### Work instruction
Please give again, exactly and only, the stretch of lines from the one containing "pub mod ttl;" to the end of the entries below.

(Recorded information begins)

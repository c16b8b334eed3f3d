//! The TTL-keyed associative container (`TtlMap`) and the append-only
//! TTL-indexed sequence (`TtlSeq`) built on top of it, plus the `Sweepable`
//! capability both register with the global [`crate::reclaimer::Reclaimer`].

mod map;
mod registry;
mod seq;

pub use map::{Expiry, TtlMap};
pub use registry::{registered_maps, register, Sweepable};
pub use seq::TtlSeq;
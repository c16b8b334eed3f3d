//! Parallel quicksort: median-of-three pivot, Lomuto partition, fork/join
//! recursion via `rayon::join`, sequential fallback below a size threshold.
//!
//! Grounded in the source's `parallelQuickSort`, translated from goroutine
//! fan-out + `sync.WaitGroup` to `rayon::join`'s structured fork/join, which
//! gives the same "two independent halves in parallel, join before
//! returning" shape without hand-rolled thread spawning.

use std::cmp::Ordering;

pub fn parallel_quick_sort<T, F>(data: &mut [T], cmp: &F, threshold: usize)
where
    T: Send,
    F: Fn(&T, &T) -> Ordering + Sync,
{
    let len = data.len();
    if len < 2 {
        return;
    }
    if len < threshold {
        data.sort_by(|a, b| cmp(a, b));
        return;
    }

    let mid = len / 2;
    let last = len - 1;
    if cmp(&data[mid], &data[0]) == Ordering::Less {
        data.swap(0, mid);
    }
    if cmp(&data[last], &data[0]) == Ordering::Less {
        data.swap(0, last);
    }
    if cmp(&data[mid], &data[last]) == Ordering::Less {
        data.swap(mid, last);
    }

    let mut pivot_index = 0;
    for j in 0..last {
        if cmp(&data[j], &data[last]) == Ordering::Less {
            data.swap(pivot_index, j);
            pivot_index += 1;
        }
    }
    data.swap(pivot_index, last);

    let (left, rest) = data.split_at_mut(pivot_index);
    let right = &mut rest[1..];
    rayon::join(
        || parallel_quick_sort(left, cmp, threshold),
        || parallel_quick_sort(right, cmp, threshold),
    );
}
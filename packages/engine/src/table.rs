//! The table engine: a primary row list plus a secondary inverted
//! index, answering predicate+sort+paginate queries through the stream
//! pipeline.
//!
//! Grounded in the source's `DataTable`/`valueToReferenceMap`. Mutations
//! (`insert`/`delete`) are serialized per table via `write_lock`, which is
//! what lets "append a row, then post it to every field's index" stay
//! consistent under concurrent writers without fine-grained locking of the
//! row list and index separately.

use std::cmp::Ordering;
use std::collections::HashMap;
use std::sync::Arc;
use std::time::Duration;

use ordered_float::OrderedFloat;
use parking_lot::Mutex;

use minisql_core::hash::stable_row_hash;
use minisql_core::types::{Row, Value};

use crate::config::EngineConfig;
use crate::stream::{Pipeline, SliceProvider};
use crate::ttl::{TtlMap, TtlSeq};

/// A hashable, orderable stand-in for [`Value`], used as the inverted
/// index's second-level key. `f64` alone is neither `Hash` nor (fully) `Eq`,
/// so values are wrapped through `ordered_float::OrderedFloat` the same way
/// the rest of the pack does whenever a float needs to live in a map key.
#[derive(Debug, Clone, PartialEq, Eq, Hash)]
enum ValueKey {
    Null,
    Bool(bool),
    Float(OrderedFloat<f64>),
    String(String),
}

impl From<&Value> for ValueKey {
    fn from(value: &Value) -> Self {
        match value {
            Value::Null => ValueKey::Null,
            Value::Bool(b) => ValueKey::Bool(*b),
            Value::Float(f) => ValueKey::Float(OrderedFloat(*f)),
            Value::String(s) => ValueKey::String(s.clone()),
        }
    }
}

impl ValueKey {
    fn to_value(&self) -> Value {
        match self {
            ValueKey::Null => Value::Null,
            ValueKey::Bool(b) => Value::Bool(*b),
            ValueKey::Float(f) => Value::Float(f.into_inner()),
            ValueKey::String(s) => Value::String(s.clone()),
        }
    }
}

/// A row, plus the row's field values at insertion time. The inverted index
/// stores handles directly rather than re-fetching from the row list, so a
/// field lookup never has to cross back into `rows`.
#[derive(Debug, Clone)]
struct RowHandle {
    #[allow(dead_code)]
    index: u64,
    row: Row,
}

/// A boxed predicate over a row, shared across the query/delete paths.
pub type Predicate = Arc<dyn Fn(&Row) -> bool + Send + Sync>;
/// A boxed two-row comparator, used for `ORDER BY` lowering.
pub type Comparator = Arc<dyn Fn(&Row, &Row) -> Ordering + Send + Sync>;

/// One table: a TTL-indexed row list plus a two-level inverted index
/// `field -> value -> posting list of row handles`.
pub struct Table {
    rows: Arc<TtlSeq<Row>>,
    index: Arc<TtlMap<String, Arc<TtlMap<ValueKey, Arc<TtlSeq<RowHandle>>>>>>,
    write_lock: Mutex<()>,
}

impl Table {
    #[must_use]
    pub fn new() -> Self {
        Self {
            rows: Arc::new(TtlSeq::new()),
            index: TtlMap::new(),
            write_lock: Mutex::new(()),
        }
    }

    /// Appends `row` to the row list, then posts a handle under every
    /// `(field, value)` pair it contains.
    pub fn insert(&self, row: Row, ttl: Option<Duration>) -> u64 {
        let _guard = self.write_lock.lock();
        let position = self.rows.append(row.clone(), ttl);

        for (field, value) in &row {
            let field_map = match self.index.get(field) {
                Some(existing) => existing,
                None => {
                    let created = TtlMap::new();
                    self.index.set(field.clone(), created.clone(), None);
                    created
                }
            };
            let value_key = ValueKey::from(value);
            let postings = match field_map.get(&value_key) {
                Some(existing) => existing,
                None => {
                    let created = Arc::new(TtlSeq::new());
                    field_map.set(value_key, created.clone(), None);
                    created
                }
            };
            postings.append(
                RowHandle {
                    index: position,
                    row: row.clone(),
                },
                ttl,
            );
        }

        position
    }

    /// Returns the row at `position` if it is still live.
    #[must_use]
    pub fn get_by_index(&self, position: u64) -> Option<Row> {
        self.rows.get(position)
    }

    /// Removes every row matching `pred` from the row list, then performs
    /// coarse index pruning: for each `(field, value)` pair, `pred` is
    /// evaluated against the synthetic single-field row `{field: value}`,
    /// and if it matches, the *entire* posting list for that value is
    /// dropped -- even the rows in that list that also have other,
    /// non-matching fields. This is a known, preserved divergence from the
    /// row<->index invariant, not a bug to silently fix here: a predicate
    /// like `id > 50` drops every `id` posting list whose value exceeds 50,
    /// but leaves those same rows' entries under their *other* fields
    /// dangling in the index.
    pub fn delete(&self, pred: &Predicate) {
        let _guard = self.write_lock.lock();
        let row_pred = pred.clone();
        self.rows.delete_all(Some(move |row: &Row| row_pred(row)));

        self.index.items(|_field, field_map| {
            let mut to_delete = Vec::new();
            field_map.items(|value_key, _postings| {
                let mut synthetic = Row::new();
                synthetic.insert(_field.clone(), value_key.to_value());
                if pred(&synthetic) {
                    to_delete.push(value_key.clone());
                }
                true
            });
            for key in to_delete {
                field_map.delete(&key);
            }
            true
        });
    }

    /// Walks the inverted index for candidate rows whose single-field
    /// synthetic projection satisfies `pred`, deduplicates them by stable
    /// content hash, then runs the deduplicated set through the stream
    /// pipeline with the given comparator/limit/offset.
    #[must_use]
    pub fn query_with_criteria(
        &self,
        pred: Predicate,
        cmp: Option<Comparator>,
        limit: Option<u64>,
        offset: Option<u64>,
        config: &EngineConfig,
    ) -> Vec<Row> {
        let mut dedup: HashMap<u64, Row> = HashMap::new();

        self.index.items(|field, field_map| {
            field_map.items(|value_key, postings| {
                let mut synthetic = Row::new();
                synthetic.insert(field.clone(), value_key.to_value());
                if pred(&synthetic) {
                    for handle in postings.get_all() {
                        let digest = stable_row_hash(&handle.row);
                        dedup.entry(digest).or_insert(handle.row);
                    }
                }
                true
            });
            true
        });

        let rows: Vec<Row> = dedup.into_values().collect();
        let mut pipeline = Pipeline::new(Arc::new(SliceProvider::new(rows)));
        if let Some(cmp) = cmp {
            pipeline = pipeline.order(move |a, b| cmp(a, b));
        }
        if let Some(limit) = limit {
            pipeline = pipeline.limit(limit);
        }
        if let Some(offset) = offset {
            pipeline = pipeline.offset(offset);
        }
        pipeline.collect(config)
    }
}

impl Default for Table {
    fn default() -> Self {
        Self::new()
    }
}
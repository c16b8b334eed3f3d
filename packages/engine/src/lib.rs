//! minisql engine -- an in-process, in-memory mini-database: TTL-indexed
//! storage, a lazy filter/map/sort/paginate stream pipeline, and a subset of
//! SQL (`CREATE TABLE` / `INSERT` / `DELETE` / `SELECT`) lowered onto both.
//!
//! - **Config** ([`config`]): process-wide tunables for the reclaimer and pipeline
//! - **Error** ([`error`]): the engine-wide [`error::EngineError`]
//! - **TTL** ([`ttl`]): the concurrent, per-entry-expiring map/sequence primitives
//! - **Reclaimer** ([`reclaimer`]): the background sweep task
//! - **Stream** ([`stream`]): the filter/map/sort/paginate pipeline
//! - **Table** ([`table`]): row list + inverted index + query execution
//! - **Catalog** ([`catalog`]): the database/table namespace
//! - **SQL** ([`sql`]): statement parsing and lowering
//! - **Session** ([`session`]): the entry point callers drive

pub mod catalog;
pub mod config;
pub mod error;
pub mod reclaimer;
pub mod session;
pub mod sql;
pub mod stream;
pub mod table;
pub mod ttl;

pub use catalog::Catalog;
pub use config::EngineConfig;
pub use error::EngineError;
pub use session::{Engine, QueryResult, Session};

(Recorded information ends)

### Result of this task
pub mod ttl;

pub use catalog::Catalog;
pub use config::EngineConfig;
pub use error::EngineError;
pub use session::{Engine, QueryResult, Session};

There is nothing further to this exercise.